■ What this task involves:
Which lines below contain "count"? Pull them out.

■ Records to process:
★ ★ ★ ★

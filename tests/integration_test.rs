use std::env;
use std::path::PathBuf;

use itertools::Itertools;
use serial_test::serial;

use xctask::auxiliary::molecule::Molecule;
use xctask::balance::ExecutionSpace;
use xctask::basis::shell::BasisSet;
use xctask::drivers::grid_partitioning::{
    GridPartitioningDriver, GridPartitioningParams, GridPartitioningResult,
};
use xctask::drivers::XcTaskDriver;
use xctask::grid::AtomicGridSize;
use xctask::io::{read_xctask_binary, write_xctask_binary, XcTaskFileType};
use xctask::task::partition::PartitionParams;
use xctask::task::Task;

const ROOT: &str = env!("CARGO_MANIFEST_DIR");

/// Set to regenerate the stored references under `tests/reference`.
const GEN_REFERENCE_VAR: &str = "XCTASK_GEN_REFERENCE";

const MATCH_THRESHOLD: f64 = 1e-12;

fn benzene() -> (Molecule, BasisSet) {
    let mol = Molecule::from_xyz(format!("{ROOT}/tests/xyz/benzene.xyz"), false).unwrap();
    let basis = BasisSet::from_library(&mol, "cc-pVDZ", false, f64::EPSILON).unwrap();
    (mol, basis)
}

fn partition_benzene(
    mol: &Molecule,
    basis: &BasisSet,
    n_ranks: usize,
    execution_space: ExecutionSpace,
) -> GridPartitioningResult {
    let params = GridPartitioningParams::builder()
        .grid_size(AtomicGridSize::UltraFine)
        .partition(PartitionParams::builder().pv(32).build().unwrap())
        .n_ranks(n_ranks)
        .execution_space(execution_space)
        .build()
        .unwrap();
    let mut driver = GridPartitioningDriver::builder()
        .parameters(&params)
        .molecule(mol)
        .basis(basis)
        .build()
        .unwrap();
    driver.run().unwrap();
    driver.result().unwrap().clone()
}

/// The stripped local tasks of every rank, in rank order.
fn local_tasks_by_rank(result: &GridPartitioningResult) -> Vec<Vec<Task>> {
    (0..result.balance.n_ranks())
        .map(|rank| {
            result
                .local_tasks(rank)
                .into_iter()
                .map(|task| task.stripped())
                .collect_vec()
        })
        .collect_vec()
}

fn reference_name(n_ranks: usize) -> PathBuf {
    PathBuf::from(format!(
        "{ROOT}/tests/reference/benzene_ccpvdz_ultrafine_pv32_r{n_ranks}"
    ))
}

/// Loads the stored reference for a rank count. With [`GEN_REFERENCE_VAR`] set, the reference is
/// first regenerated from a fresh run and written to `tests/reference`. A missing reference is a
/// failure.
fn load_reference(mol: &Molecule, basis: &BasisSet, n_ranks: usize) -> Vec<Vec<Task>> {
    let stored = reference_name(n_ranks);
    let path = XcTaskFileType::Tsk.path_for(&stored);
    if env::var_os(GEN_REFERENCE_VAR).is_some() {
        if let Some(dir) = path.parent() {
            std::fs::create_dir_all(dir).unwrap();
        }
        let fresh = partition_benzene(mol, basis, n_ranks, ExecutionSpace::Host);
        write_xctask_binary(&stored, XcTaskFileType::Tsk, &local_tasks_by_rank(&fresh)).unwrap();
    }
    assert!(
        path.exists(),
        "Reference {} is missing; run the tests once with {GEN_REFERENCE_VAR}=1 and commit it.",
        path.display()
    );
    read_xctask_binary(&stored, XcTaskFileType::Tsk).unwrap()
}

fn check_against_reference(n_ranks: usize) {
    let _ = env_logger::builder().is_test(true).try_init();
    let (mol, basis) = benzene();
    let reference = load_reference(&mol, &basis, n_ranks);
    let result = partition_benzene(&mol, &basis, n_ranks, ExecutionSpace::Host);

    result.task_set.validate_coverage().unwrap();
    result.task_set.check_padding().unwrap();
    assert_eq!(result.task_set.n_points(), 12 * 99 * 17 * 34);
    assert!(result.task_set.tasks.iter().all(|task| task.npts % 32 == 0));
    assert_eq!(result.balance.n_ranks(), n_ranks);

    assert_eq!(reference.len(), n_ranks);
    for (rank, reference_tasks) in reference.iter().enumerate() {
        let local_tasks = result.local_tasks(rank);
        assert_eq!(
            local_tasks.len(),
            reference_tasks.len(),
            "Task count mismatch on rank {rank}."
        );
        for (itask, (task, reference_task)) in
            local_tasks.iter().zip(reference_tasks.iter()).enumerate()
        {
            task.matches_reference(reference_task, MATCH_THRESHOLD)
                .unwrap_or_else(|err| panic!("Rank {rank}, local task {itask}: {err}"));
        }
    }
}

#[test]
#[serial]
fn test_integration_benzene_reference_one_rank() {
    check_against_reference(1);
}

#[test]
#[serial]
fn test_integration_benzene_reference_four_ranks() {
    check_against_reference(4);
}

#[test]
#[serial]
fn test_integration_benzene_host_device_agreement() {
    let (mol, basis) = benzene();
    let host = partition_benzene(&mol, &basis, 4, ExecutionSpace::Host);
    let device = partition_benzene(&mol, &basis, 4, ExecutionSpace::Device);
    assert_eq!(host.task_set, device.task_set);

    // The task set does not depend on how many ranks share it.
    let single = partition_benzene(&mol, &basis, 1, ExecutionSpace::Host);
    assert_eq!(single.task_set, host.task_set);
    let mut owned = (0..4)
        .flat_map(|rank| host.balance.local_task_indices(rank))
        .collect_vec();
    owned.sort_unstable();
    assert_eq!(owned, (0..host.task_set.n_tasks()).collect_vec());
}
//! Gaussian basis sets.

pub mod ao;
pub mod library;
pub mod shell;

★ ★ ★ ★

■ Solution below:
/// Loads the stored reference for a rank count. With [`GEN_REFERENCE_VAR`] set, the reference is
            "Task count mismatch on rank {rank}."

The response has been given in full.